▶ WORK TO COMPLETE:
For this exercise, copy each line of the records that contains the word "trim".
== Segment start ==
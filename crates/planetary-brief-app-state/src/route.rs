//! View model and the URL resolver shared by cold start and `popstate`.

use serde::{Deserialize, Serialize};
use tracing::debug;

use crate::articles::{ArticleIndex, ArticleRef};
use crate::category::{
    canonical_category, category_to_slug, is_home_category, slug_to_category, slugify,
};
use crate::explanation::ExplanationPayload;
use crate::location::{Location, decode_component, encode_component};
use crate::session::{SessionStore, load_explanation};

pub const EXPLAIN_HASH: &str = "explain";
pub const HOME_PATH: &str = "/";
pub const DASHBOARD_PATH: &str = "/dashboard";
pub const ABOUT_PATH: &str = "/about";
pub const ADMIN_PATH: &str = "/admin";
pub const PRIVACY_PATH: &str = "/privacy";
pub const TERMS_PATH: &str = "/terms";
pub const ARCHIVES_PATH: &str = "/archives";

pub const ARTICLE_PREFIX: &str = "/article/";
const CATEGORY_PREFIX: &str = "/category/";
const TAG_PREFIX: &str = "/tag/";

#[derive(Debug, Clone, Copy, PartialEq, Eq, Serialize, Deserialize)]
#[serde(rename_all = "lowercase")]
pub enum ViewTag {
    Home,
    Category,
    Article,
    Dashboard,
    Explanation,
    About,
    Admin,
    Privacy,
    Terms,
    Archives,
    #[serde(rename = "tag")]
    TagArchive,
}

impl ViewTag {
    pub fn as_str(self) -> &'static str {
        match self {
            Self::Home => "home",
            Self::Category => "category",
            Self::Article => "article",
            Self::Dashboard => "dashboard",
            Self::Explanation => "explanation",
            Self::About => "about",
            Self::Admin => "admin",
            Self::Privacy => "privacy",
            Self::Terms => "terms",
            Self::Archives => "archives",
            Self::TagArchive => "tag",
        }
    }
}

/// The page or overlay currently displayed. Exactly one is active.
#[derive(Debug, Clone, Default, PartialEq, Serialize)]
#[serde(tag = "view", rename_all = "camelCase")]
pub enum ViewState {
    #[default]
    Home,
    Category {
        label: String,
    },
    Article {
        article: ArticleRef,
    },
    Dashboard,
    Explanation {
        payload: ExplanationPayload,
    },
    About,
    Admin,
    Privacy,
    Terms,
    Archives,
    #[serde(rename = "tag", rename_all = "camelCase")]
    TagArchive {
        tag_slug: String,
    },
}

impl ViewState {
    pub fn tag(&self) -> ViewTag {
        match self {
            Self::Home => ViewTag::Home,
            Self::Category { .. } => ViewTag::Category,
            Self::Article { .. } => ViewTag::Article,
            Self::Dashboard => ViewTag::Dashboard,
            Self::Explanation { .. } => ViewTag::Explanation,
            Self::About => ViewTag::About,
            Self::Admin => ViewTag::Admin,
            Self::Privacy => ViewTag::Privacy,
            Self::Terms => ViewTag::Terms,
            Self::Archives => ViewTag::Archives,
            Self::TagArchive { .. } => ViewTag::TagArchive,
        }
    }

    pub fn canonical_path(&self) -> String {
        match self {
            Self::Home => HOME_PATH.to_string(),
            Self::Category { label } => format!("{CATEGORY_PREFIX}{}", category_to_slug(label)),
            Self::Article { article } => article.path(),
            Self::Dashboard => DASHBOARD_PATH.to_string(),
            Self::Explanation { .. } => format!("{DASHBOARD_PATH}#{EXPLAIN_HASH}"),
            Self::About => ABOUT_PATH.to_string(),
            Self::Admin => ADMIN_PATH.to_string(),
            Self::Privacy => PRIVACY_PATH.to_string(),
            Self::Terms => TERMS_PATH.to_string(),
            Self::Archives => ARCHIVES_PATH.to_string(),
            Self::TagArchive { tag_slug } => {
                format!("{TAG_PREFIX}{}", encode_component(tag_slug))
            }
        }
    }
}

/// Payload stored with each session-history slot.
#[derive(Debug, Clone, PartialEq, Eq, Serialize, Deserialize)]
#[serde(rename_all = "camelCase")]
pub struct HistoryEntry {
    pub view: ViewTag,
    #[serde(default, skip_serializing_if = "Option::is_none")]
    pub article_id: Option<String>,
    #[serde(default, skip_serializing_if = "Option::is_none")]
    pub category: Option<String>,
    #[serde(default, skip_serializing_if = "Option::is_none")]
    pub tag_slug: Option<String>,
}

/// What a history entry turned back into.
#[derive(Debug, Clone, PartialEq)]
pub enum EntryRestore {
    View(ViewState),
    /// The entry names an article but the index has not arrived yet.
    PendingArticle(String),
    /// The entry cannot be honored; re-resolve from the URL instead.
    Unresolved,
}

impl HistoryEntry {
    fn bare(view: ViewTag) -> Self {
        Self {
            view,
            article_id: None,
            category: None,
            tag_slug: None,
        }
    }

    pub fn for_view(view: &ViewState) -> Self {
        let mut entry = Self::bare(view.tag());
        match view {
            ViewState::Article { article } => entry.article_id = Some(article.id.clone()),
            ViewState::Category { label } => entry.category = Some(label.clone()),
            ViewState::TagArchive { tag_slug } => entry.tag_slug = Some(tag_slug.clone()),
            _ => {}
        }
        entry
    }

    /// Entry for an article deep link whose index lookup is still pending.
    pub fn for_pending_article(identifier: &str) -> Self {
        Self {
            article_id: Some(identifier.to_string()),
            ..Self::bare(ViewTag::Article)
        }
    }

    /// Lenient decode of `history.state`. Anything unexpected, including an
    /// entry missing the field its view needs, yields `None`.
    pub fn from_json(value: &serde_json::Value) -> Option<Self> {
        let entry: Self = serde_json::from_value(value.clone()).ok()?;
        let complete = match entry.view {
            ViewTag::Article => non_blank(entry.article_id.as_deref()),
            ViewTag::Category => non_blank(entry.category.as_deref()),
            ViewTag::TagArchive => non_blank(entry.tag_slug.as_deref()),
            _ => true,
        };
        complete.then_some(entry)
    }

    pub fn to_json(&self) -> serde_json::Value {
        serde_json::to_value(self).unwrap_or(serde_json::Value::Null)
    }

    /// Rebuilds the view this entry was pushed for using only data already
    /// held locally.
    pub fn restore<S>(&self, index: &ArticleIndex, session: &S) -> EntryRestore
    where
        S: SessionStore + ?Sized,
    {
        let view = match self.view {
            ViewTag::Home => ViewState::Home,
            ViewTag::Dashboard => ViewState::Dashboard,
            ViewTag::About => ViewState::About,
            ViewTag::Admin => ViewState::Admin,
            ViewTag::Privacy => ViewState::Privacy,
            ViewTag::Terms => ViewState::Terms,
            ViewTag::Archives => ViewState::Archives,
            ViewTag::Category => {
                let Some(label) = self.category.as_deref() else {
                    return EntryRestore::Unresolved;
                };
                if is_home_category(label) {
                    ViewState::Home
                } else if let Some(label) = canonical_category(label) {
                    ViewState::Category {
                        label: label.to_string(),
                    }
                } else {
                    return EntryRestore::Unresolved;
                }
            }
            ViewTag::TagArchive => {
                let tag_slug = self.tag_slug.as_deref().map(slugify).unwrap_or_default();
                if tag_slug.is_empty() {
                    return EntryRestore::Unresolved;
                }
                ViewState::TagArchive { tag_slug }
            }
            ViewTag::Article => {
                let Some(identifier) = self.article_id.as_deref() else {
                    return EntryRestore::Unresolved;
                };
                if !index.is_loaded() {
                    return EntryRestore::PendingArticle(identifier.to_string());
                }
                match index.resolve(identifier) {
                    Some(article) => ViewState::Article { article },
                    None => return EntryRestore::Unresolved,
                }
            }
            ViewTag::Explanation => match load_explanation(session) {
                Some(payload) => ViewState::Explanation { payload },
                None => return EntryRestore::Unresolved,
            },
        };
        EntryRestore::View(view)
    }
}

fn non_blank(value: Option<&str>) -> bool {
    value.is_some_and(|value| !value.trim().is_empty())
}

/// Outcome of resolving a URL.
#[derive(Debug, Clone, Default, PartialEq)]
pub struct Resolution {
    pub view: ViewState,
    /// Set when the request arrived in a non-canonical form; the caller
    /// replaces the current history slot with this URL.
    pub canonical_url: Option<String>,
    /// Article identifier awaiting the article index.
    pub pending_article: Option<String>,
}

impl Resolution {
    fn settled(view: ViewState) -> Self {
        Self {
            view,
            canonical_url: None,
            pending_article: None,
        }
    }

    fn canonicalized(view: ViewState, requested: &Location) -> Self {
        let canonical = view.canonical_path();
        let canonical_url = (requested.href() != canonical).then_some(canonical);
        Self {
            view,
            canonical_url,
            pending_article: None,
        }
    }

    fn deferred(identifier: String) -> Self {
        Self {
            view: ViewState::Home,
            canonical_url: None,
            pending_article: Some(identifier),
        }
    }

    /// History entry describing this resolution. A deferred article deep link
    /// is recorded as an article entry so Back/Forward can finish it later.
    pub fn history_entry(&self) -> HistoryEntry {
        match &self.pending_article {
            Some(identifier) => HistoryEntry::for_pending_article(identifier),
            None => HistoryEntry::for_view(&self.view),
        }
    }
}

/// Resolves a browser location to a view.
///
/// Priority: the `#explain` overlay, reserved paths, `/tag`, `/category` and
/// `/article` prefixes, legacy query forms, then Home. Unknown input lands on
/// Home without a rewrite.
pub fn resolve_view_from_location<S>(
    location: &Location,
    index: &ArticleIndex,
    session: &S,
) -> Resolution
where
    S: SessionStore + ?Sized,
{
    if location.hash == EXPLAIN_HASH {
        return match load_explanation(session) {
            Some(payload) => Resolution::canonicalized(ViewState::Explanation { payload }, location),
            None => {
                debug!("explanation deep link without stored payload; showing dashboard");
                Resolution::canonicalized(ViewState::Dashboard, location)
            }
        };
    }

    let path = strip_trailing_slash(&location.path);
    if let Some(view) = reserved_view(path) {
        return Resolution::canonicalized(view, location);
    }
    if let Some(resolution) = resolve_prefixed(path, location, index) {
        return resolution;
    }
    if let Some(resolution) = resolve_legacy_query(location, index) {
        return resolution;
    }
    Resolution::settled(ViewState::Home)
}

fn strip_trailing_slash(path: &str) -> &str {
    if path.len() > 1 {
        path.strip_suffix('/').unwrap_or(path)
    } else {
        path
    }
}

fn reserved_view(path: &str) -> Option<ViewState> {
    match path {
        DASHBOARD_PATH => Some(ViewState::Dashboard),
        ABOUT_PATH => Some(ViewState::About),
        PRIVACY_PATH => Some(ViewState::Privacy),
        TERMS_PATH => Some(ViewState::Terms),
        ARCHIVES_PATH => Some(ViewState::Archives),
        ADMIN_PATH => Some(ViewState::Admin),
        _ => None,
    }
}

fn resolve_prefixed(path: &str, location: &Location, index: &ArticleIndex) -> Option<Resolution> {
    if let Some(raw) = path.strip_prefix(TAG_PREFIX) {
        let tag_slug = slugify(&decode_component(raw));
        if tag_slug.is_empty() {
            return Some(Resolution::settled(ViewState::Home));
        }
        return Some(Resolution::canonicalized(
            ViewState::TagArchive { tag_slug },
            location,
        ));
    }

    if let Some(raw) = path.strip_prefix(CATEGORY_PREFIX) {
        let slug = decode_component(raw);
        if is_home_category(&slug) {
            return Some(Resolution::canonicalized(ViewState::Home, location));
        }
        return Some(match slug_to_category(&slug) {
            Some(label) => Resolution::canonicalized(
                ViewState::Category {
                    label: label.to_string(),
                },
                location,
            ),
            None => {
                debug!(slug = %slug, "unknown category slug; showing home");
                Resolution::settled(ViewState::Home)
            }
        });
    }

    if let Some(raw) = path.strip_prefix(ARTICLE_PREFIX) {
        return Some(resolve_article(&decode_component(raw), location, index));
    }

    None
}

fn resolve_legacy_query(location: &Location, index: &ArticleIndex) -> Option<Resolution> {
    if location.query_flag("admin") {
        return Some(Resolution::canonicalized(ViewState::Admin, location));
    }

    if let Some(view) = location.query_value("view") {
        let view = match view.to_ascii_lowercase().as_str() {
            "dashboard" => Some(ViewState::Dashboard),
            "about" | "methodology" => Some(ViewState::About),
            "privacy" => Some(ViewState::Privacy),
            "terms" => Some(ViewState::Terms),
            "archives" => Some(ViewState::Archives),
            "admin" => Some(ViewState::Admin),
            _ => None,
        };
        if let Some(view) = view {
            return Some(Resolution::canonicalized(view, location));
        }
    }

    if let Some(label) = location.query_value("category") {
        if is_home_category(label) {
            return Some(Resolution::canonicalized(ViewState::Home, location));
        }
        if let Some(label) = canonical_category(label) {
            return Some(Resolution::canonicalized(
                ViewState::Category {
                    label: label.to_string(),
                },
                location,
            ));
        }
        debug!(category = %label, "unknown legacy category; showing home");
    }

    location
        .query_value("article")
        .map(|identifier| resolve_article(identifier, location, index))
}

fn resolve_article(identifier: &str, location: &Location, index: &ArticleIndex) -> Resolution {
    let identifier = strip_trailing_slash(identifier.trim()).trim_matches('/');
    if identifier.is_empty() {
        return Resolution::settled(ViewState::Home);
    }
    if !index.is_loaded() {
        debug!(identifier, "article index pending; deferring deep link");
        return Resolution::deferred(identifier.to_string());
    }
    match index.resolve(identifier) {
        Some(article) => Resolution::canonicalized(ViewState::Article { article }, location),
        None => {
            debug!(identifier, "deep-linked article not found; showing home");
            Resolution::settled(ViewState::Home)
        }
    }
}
== Segment end ==
▶ EXPECTED ANSWER:
    value.is_some_and(|value| !value.trim().is_empty())
    let identifier = strip_trailing_slash(identifier.trim()).trim_matches('/');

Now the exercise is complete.